La otra gran preocupación de Badiola es el propio hecho artístico, algo sobre lo que ha escrito bastante (casi siempre en textos que acompañan sus exposiciones o en catálogos de las mismas). En el texto de Una entrada / mil salidas el artista remarca (a su modo) esta idea de que siempre nos situamos históricamente con respecto a lo que nos precede, algo que inevitablemente nos llevaría a considerar que todos somos, de una u otra manera, herederos, y un heredero es siempre alguien que primero recibe, o que está en disposición de recibir. Badiola escribe: “Las obras realmente importantes se han hecho con el tiempo, no nacieron tan grandiosas. Cada vez que alguien se pone delante de una de ellas, se produce una transformación, cada vez que una obra propicia la creación de otra obra, aquella queda marcada. Detrás del acto creador más íntimo se esconde una colectividad: la de las obras que nos precedieron, la de nuestras coetáneas y la de de las que están por llegar”. Esta cita bien valdría para definir la “historicidad”, es decir, ese movimiento que va desde el pasado hasta nuestro presente y de éste hacia el futuro. La historicidad es también el relato que se establece sobre las generaciones, con sus dinámicas de reemplazamiento, sucesiones, continuidades, pero también rupturas, interrupciones, estancamientos, revoluciones y demás.

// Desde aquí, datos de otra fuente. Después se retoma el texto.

//! Abstract syntax tree produced by [`parse`](crate::parser::parse)
//!
//! The tree is a plain owned structure: every node belongs to exactly one parent
//! and there are no back-references. All nodes derive [`serde`] traits with an
//! internal `type` tag, so a parsed document can be stored or shipped as JSON/YAML.
//!
//! # Example
//! ```
//! use obsidian_markdown::prelude::*;
//!
//! let result = parse("# Title\n\nSee [[Other note|other]]");
//!
//! assert!(matches!(&result.tokens[0], BlockToken::Heading(heading) if heading.level == 1));
//! assert_eq!(result.tokens.len(), 2);
//! ```

use serde::{
    Deserialize, Deserializer, Serialize, Serializer,
    de::{MapAccess, Visitor},
    ser::SerializeMap,
};
use std::{fmt, ops::Index};

/// Single frontmatter value
///
/// Only the shapes the frontmatter extractor understands are representable.
#[derive(Debug, Clone, PartialEq, Serialize, Deserialize)]
#[serde(untagged)]
pub enum FrontMatterValue {
    /// Bare `true` / `false`
    Bool(bool),

    /// Bare integer literal
    Integer(i64),

    /// Bare floating point literal
    Float(f64),

    /// Quoted or raw string
    String(String),

    /// Inline `[a, b]` array or indented `- item` lines
    List(Vec<String>),
}

impl FrontMatterValue {
    /// Returns the string if this value is a [`FrontMatterValue::String`]
    #[must_use]
    pub fn as_str(&self) -> Option<&str> {
        match self {
            Self::String(value) => Some(value),
            _ => None,
        }
    }

    /// Returns the list if this value is a [`FrontMatterValue::List`]
    #[must_use]
    pub fn as_list(&self) -> Option<&[String]> {
        match self {
            Self::List(values) => Some(values),
            _ => None,
        }
    }

    /// Returns the flag if this value is a [`FrontMatterValue::Bool`]
    #[must_use]
    pub const fn as_bool(&self) -> Option<bool> {
        match self {
            Self::Bool(value) => Some(*value),
            _ => None,
        }
    }

    /// Convert into [`serde_yml::Value`]
    #[must_use]
    pub fn to_yaml(&self) -> serde_yml::Value {
        match self {
            Self::Bool(value) => serde_yml::Value::Bool(*value),
            Self::Integer(value) => serde_yml::Value::Number((*value).into()),
            Self::Float(value) => serde_yml::Value::Number((*value).into()),
            Self::String(value) => serde_yml::Value::String(value.clone()),
            Self::List(values) => serde_yml::Value::Sequence(
                values
                    .iter()
                    .map(|value| serde_yml::Value::String(value.clone()))
                    .collect(),
            ),
        }
    }
}

impl From<&str> for FrontMatterValue {
    fn from(value: &str) -> Self {
        Self::String(value.to_string())
    }
}

impl From<Vec<&str>> for FrontMatterValue {
    fn from(values: Vec<&str>) -> Self {
        Self::List(values.into_iter().map(ToString::to_string).collect())
    }
}

impl PartialEq<&str> for FrontMatterValue {
    fn eq(&self, other: &&str) -> bool {
        self.as_str() == Some(*other)
    }
}

/// Ordered frontmatter mapping
///
/// Keys keep the order in which they appear in the document.
/// A repeated key replaces the earlier value in place.
#[derive(Debug, Clone, Default, PartialEq)]
pub struct FrontMatter {
    entries: Vec<(String, FrontMatterValue)>,
}

impl FrontMatter {
    /// Create empty [`FrontMatter`]
    #[must_use]
    pub const fn new() -> Self {
        Self {
            entries: Vec::new(),
        }
    }

    /// Insert or replace a value
    pub fn insert(&mut self, key: impl Into<String>, value: FrontMatterValue) {
        let key = key.into();

        match self.entries.iter_mut().find(|(name, _)| *name == key) {
            Some((_, slot)) => *slot = value,
            None => self.entries.push((key, value)),
        }
    }

    /// Get value by key
    #[must_use]
    pub fn get(&self, key: &str) -> Option<&FrontMatterValue> {
        self.entries
            .iter()
            .find(|(name, _)| name == key)
            .map(|(_, value)| value)
    }

    pub(crate) fn get_mut(&mut self, key: &str) -> Option<&mut FrontMatterValue> {
        self.entries
            .iter_mut()
            .find(|(name, _)| name == key)
            .map(|(_, value)| value)
    }

    /// Returns `true` if the key is present
    #[must_use]
    pub fn contains_key(&self, key: &str) -> bool {
        self.get(key).is_some()
    }

    /// Iterate entries in document order
    pub fn iter(&self) -> impl Iterator<Item = (&str, &FrontMatterValue)> {
        self.entries.iter().map(|(key, value)| (key.as_str(), value))
    }

    /// Count of keys
    #[must_use]
    pub const fn len(&self) -> usize {
        self.entries.len()
    }

    /// Returns `true` if there are no keys
    #[must_use]
    pub const fn is_empty(&self) -> bool {
        self.entries.is_empty()
    }

    /// Convert into a [`serde_yml::Mapping`] keeping key order
    #[must_use]
    pub fn to_yaml(&self) -> serde_yml::Value {
        let mapping = self
            .entries
            .iter()
            .map(|(key, value)| (serde_yml::Value::String(key.clone()), value.to_yaml()))
            .collect::<serde_yml::Mapping>();

        serde_yml::Value::Mapping(mapping)
    }
}

impl Index<&str> for FrontMatter {
    type Output = FrontMatterValue;

    #[allow(clippy::panic, reason = "Same contract as `HashMap` indexing")]
    fn index(&self, key: &str) -> &Self::Output {
        self.get(key)
            .unwrap_or_else(|| panic!("key `{key}` not found in frontmatter"))
    }
}

impl<K: Into<String>> FromIterator<(K, FrontMatterValue)> for FrontMatter {
    fn from_iter<I: IntoIterator<Item = (K, FrontMatterValue)>>(iter: I) -> Self {
        let mut frontmatter = Self::new();
        for (key, value) in iter {
            frontmatter.insert(key, value);
        }

        frontmatter
    }
}

impl Serialize for FrontMatter {
    fn serialize<S: Serializer>(&self, serializer: S) -> Result<S::Ok, S::Error> {
        let mut map = serializer.serialize_map(Some(self.entries.len()))?;
        for (key, value) in &self.entries {
            map.serialize_entry(key, value)?;
        }

        map.end()
    }
}

impl<'de> Deserialize<'de> for FrontMatter {
    fn deserialize<D: Deserializer<'de>>(deserializer: D) -> Result<Self, D::Error> {
        struct FrontMatterVisitor;

        impl<'de> Visitor<'de> for FrontMatterVisitor {
            type Value = FrontMatter;

            fn expecting(&self, formatter: &mut fmt::Formatter<'_>) -> fmt::Result {
                formatter.write_str("a frontmatter mapping")
            }

            fn visit_map<A: MapAccess<'de>>(self, mut access: A) -> Result<Self::Value, A::Error> {
                let mut frontmatter = FrontMatter::new();
                while let Some((key, value)) = access.next_entry::<String, FrontMatterValue>()? {
                    frontmatter.insert(key, value);
                }

                Ok(frontmatter)
            }
        }

        deserializer.deserialize_map(FrontMatterVisitor)
    }
}

/// Inline link `[text](href "title")` or autolink `<https://...>`
#[derive(Debug, Clone, PartialEq, Eq, Serialize, Deserialize)]
pub struct Link {
    pub href: String,
    pub title: Option<String>,
    pub children: Vec<InlineToken>,
}

/// Image `![alt](src "title")`
#[derive(Debug, Clone, PartialEq, Eq, Serialize, Deserialize)]
pub struct Image {
    pub src: String,
    pub alt: String,
    pub title: Option<String>,
}

/// Obsidian wikilink `[[target]]` / `[[target|display]]`
#[derive(Debug, Clone, PartialEq, Eq, Serialize, Deserialize)]
pub struct WikiLink {
    /// Raw target, `#heading` and `^block` suffixes included
    pub target: String,

    /// Display text override
    pub display: Option<String>,
}

impl WikiLink {
    /// Note name the link points to
    ///
    /// Strips `#heading` and `^block` anchors.
    ///
    /// # Example
    /// ```
    /// use obsidian_markdown::ast::WikiLink;
    ///
    /// let link = WikiLink { target: "Physics#Gravity".to_string(), display: None };
    /// assert_eq!(link.note_name(), "Physics");
    /// ```
    #[must_use]
    pub fn note_name(&self) -> &str {
        let end = self.target.find(['#', '^']).unwrap_or(self.target.len());
        self.target[..end].trim()
    }

    /// Text a renderer should show: the display override or the target
    #[must_use]
    pub fn label(&self) -> &str {
        self.display.as_deref().unwrap_or(&self.target)
    }
}

/// Inline-level node
#[derive(Debug, Clone, PartialEq, Eq, Serialize, Deserialize)]
#[serde(tag = "type", rename_all = "snake_case")]
pub enum InlineToken {
    Text { content: String },
    Bold { children: Vec<InlineToken> },
    Italic { children: Vec<InlineToken> },
    BoldItalic { children: Vec<InlineToken> },
    Strikethrough { children: Vec<InlineToken> },
    Highlight { children: Vec<InlineToken> },
    Code { content: String },
    Link(Link),
    Image(Image),
    #[serde(rename = "wikilink")]
    WikiLink(WikiLink),
    Embed { target: String },
    #[serde(rename = "linebreak")]
    LineBreak,
}

impl InlineToken {
    /// Shortcut for [`InlineToken::Text`]
    pub fn text(content: impl Into<String>) -> Self {
        Self::Text {
            content: content.into(),
        }
    }

    /// Nested inline children, if this variant has any
    #[must_use]
    pub fn children(&self) -> Option<&[Self]> {
        match self {
            Self::Bold { children }
            | Self::Italic { children }
            | Self::BoldItalic { children }
            | Self::Strikethrough { children }
            | Self::Highlight { children } => Some(children),
            Self::Link(link) => Some(&link.children),
            _ => None,
        }
    }
}

/// ATX or setext heading
#[derive(Debug, Clone, PartialEq, Eq, Serialize, Deserialize)]
pub struct Heading {
    /// 1..=6
    pub level: u8,
    pub children: Vec<InlineToken>,
}

/// Fenced code block
#[derive(Debug, Clone, PartialEq, Eq, Serialize, Deserialize)]
pub struct CodeBlock {
    pub language: Option<String>,
    pub content: String,
}

/// Obsidian callout `> [!kind]- title`
#[derive(Debug, Clone, PartialEq, Eq, Serialize, Deserialize)]
pub struct Callout {
    /// Lowercase callout kind (`note`, `warning`, ...)
    pub kind: String,
    pub title: Option<String>,

    /// `true` if a `-` or `+` fold marker is present
    pub foldable: bool,

    /// `true` for `-` (collapsed by default)
    pub collapsed: bool,
    pub children: Vec<BlockToken>,
}

/// List item, a mini-document of its own
#[derive(Debug, Clone, PartialEq, Eq, Serialize, Deserialize)]
pub struct ListItem {
    /// [`None`] for a plain item, `Some(checked)` for a task item
    pub checked: Option<bool>,
    pub children: Vec<BlockToken>,
}

/// Bullet or ordered list
#[derive(Debug, Clone, PartialEq, Eq, Serialize, Deserialize)]
pub struct List {
    pub ordered: bool,
    pub start: Option<u64>,
    pub items: Vec<ListItem>,
}

/// Column alignment from the table delimiter row
#[derive(Debug, Clone, Copy, PartialEq, Eq, Serialize, Deserialize)]
#[serde(rename_all = "lowercase")]
pub enum Alignment {
    Left,
    Center,
    Right,
}

/// Table cell
#[derive(Debug, Clone, PartialEq, Eq, Serialize, Deserialize)]
pub struct TableCell {
    pub align: Option<Alignment>,
    pub children: Vec<InlineToken>,
}

/// Pipe table
#[derive(Debug, Clone, PartialEq, Eq, Serialize, Deserialize)]
pub struct Table {
    pub header: Vec<TableCell>,
    pub rows: Vec<Vec<TableCell>>,
}

/// Block-level node
#[derive(Debug, Clone, PartialEq, Eq, Serialize, Deserialize)]
#[serde(tag = "type", rename_all = "snake_case")]
pub enum BlockToken {
    Paragraph { children: Vec<InlineToken> },
    Heading(Heading),
    CodeBlock(CodeBlock),
    Blockquote { children: Vec<BlockToken> },
    Callout(Callout),
    List(List),
    Table(Table),
    HorizontalRule,
    Html { content: String },
}

impl BlockToken {
    /// Visit every inline token of this block, depth-first, nested blocks included
    pub fn visit_inline<'t>(&'t self, visitor: &mut impl FnMut(&'t InlineToken)) {
        match self {
            Self::Paragraph { children } | Self::Heading(Heading { children, .. }) => {
                visit_inline_tokens(children, visitor);
            }
            Self::Blockquote { children } | Self::Callout(Callout { children, .. }) => {
                children.iter().for_each(|block| block.visit_inline(visitor));
            }
            Self::List(list) => list
                .items
                .iter()
                .flat_map(|item| &item.children)
                .for_each(|block| block.visit_inline(visitor)),
            Self::Table(table) => table
                .header
                .iter()
                .chain(table.rows.iter().flatten())
                .for_each(|cell| visit_inline_tokens(&cell.children, visitor)),
            Self::CodeBlock(_) | Self::HorizontalRule | Self::Html { .. } => {}
        }
    }
}

fn visit_inline_tokens<'t>(tokens: &'t [InlineToken], visitor: &mut impl FnMut(&'t InlineToken)) {
    for token in tokens {
        visitor(token);

        if let Some(children) = token.children() {
            visit_inline_tokens(children, visitor);
        }
    }
}

/// Result of [`parse`](crate::parser::parse)
#[derive(Debug, Clone, Default, PartialEq, Serialize, Deserialize)]
pub struct ParseResult {
    pub frontmatter: FrontMatter,
    pub tokens: Vec<BlockToken>,
}

impl ParseResult {
    /// Visit every inline token in document order
    pub fn visit_inline<'t>(&'t self, mut visitor: impl FnMut(&'t InlineToken)) {
        for block in &self.tokens {
            block.visit_inline(&mut visitor);
        }
    }
}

Lo interesante aquí es constatar el modo en el que una posición de apertura para recibir, esto es, una situación de colocarnos como receptores (incluso como espectadores), puede conducir a la producción. Podría incluso decirse que Badiola ha desarrollado toda una estética de la herencia: de Malevich, Oteiza, Fassbinder o Godard por mencionar algunas presencias (ausentes) que regresan una y otra vez. (¿No era también el espectro de en Hamlet el que re-aparecía una y otra vez al comienzo de esa otra gran teoría de la historicidad que se configura dramáticamente al comienzo de Espectros de Marx de Derrida? Ahora, en el caso que nos ocupa ¿como se manifiesta esta herencia?)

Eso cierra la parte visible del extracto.